=== Section Start ===
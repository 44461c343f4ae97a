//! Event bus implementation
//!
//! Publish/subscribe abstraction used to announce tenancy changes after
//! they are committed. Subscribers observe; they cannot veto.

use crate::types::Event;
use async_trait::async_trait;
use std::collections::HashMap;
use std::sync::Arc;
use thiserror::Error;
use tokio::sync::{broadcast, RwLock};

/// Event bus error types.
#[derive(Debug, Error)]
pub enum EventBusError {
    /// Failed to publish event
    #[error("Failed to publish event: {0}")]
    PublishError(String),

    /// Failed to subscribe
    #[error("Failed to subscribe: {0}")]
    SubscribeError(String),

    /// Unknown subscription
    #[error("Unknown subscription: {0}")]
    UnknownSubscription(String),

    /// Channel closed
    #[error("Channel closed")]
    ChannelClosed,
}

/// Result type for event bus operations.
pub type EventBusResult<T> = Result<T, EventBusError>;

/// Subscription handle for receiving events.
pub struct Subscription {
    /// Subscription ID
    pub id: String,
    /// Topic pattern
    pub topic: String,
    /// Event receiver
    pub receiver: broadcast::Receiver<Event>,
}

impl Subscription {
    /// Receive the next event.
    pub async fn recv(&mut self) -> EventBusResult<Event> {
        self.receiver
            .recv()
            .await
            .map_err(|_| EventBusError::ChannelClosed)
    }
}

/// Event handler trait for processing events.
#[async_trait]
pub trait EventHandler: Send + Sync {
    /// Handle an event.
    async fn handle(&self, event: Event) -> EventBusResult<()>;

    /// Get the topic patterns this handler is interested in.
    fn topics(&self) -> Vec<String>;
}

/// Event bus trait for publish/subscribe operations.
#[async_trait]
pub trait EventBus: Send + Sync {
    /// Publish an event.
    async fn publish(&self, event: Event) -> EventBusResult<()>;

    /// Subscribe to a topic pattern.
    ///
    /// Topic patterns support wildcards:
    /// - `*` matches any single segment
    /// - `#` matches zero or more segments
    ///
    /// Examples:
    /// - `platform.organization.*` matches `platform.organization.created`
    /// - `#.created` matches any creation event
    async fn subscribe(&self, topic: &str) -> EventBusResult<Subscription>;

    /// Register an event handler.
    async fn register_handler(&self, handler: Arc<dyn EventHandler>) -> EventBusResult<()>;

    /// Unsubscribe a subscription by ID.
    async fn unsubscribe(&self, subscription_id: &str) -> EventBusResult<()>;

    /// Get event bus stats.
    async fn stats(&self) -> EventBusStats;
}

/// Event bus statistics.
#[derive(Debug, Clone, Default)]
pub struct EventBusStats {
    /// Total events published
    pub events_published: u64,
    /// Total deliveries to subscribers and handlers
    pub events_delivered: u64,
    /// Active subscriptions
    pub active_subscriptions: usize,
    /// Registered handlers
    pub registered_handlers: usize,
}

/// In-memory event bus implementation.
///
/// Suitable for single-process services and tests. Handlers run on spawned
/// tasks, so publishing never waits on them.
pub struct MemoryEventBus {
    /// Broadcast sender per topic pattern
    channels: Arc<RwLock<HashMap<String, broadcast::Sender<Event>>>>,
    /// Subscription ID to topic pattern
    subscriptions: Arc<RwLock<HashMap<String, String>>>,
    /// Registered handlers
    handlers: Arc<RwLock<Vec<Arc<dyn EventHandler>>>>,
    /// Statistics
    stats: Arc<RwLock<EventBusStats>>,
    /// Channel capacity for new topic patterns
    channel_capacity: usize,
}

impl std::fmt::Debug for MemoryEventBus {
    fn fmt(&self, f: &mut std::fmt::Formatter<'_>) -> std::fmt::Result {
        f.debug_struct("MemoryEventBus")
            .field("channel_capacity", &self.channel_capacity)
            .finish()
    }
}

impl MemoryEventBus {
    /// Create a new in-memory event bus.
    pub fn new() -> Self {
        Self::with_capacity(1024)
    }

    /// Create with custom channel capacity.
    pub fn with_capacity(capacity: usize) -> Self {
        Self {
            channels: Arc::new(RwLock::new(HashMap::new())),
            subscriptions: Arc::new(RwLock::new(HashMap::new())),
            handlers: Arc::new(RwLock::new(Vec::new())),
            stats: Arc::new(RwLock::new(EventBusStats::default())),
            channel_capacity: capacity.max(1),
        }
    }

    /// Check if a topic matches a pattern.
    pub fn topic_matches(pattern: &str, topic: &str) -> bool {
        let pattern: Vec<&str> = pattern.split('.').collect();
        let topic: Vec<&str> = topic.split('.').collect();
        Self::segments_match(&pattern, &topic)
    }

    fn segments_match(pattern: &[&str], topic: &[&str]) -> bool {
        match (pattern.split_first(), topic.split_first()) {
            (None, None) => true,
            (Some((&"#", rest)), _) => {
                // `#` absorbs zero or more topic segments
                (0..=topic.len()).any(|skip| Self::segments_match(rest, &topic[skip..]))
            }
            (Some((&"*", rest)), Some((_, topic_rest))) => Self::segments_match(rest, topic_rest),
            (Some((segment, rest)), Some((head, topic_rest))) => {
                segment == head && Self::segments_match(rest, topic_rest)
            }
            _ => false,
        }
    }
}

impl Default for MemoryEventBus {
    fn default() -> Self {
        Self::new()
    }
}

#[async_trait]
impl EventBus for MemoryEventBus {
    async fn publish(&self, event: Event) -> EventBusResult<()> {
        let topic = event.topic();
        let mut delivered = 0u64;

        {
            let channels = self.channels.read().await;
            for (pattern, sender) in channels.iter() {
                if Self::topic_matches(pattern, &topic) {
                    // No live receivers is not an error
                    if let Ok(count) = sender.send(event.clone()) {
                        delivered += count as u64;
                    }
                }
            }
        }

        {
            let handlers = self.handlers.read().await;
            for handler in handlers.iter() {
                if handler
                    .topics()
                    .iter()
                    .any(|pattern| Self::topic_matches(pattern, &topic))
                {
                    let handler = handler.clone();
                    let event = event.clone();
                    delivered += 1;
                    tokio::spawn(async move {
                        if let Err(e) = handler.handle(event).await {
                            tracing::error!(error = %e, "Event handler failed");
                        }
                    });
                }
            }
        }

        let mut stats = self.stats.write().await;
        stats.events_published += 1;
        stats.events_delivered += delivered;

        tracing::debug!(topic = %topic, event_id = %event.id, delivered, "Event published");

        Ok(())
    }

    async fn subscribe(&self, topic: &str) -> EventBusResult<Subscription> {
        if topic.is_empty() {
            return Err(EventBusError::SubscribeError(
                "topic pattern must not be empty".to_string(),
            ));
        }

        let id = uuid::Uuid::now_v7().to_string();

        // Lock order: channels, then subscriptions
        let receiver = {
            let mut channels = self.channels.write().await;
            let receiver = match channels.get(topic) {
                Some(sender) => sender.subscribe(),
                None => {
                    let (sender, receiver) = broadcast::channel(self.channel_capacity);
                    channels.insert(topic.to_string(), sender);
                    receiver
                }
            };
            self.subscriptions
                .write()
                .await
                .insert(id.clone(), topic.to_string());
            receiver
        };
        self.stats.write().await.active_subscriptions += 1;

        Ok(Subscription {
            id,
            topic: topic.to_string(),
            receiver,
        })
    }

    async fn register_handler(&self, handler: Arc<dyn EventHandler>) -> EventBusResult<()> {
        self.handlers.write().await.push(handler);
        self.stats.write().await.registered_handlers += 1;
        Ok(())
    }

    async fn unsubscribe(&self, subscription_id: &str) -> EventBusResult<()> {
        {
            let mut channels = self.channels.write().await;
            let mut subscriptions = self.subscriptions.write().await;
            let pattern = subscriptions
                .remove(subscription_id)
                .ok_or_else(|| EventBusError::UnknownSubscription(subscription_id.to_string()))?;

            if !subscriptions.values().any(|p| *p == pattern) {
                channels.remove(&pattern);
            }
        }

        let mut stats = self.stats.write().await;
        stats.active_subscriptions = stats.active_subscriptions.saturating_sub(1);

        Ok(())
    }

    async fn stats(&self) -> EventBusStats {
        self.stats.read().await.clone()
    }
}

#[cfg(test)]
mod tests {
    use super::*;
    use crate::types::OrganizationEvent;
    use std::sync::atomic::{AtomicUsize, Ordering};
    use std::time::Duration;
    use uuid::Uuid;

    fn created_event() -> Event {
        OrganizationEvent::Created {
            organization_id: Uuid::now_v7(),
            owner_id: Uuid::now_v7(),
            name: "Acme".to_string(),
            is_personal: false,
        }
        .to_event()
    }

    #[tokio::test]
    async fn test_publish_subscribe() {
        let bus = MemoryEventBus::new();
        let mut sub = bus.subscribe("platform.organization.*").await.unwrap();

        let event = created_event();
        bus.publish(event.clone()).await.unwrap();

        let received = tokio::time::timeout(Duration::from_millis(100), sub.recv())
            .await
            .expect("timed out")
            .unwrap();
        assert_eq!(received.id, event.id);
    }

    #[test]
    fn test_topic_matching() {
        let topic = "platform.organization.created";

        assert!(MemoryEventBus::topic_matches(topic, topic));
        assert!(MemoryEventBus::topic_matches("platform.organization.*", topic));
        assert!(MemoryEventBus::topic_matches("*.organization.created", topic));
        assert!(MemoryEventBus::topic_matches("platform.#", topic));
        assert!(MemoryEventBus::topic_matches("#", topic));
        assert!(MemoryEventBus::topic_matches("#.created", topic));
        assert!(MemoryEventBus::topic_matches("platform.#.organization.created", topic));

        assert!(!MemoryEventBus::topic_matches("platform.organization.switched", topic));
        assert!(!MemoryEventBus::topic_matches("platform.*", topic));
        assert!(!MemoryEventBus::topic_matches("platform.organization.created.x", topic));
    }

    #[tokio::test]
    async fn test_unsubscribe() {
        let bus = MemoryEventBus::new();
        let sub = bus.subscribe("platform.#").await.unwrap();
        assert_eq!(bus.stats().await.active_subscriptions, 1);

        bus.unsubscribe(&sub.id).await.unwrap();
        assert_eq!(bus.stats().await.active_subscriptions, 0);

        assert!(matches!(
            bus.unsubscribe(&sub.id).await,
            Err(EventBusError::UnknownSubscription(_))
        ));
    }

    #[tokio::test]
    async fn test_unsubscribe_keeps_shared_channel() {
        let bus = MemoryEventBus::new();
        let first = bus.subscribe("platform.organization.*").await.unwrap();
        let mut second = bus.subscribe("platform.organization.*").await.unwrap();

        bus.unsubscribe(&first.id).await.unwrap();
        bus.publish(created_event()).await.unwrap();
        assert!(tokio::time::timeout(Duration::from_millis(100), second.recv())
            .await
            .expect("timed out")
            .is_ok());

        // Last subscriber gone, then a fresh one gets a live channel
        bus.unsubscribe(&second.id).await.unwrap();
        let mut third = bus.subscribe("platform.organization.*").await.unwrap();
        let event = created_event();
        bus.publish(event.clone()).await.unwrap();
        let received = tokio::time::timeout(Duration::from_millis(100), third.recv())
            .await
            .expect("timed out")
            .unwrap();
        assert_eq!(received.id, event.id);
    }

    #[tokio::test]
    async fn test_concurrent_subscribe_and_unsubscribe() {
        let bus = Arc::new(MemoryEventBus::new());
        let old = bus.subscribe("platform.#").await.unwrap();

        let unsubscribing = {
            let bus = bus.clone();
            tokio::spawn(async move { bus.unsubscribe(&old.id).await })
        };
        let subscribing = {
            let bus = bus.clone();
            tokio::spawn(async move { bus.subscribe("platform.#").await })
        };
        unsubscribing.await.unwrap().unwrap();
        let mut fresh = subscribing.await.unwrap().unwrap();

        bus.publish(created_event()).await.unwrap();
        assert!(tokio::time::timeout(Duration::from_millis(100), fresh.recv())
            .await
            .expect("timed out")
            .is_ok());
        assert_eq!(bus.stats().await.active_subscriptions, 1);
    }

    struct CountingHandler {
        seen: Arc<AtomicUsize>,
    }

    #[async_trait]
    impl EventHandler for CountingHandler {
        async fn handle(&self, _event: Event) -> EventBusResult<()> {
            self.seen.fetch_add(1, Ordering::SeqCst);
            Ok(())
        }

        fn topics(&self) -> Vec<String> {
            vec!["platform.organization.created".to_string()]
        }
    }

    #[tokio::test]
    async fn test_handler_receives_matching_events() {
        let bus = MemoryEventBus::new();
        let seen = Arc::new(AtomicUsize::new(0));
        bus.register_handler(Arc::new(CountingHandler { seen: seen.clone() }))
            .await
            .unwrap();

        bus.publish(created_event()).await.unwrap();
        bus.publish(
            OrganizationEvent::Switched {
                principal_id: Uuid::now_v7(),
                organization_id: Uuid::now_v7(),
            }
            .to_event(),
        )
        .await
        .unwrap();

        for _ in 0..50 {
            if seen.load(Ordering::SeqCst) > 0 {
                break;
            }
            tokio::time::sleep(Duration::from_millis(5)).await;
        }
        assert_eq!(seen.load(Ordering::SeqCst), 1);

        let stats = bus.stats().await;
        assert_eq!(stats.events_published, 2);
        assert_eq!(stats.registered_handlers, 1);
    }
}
=== Section End ===
Problem description: Search the listing for the string "EventBusStats". Copy each line where it is found.

Task answer:
    async fn stats(&self) -> EventBusStats;
pub struct EventBusStats {
    stats: Arc<RwLock<EventBusStats>>,
            stats: Arc::new(RwLock::new(EventBusStats::default())),
    async fn stats(&self) -> EventBusStats {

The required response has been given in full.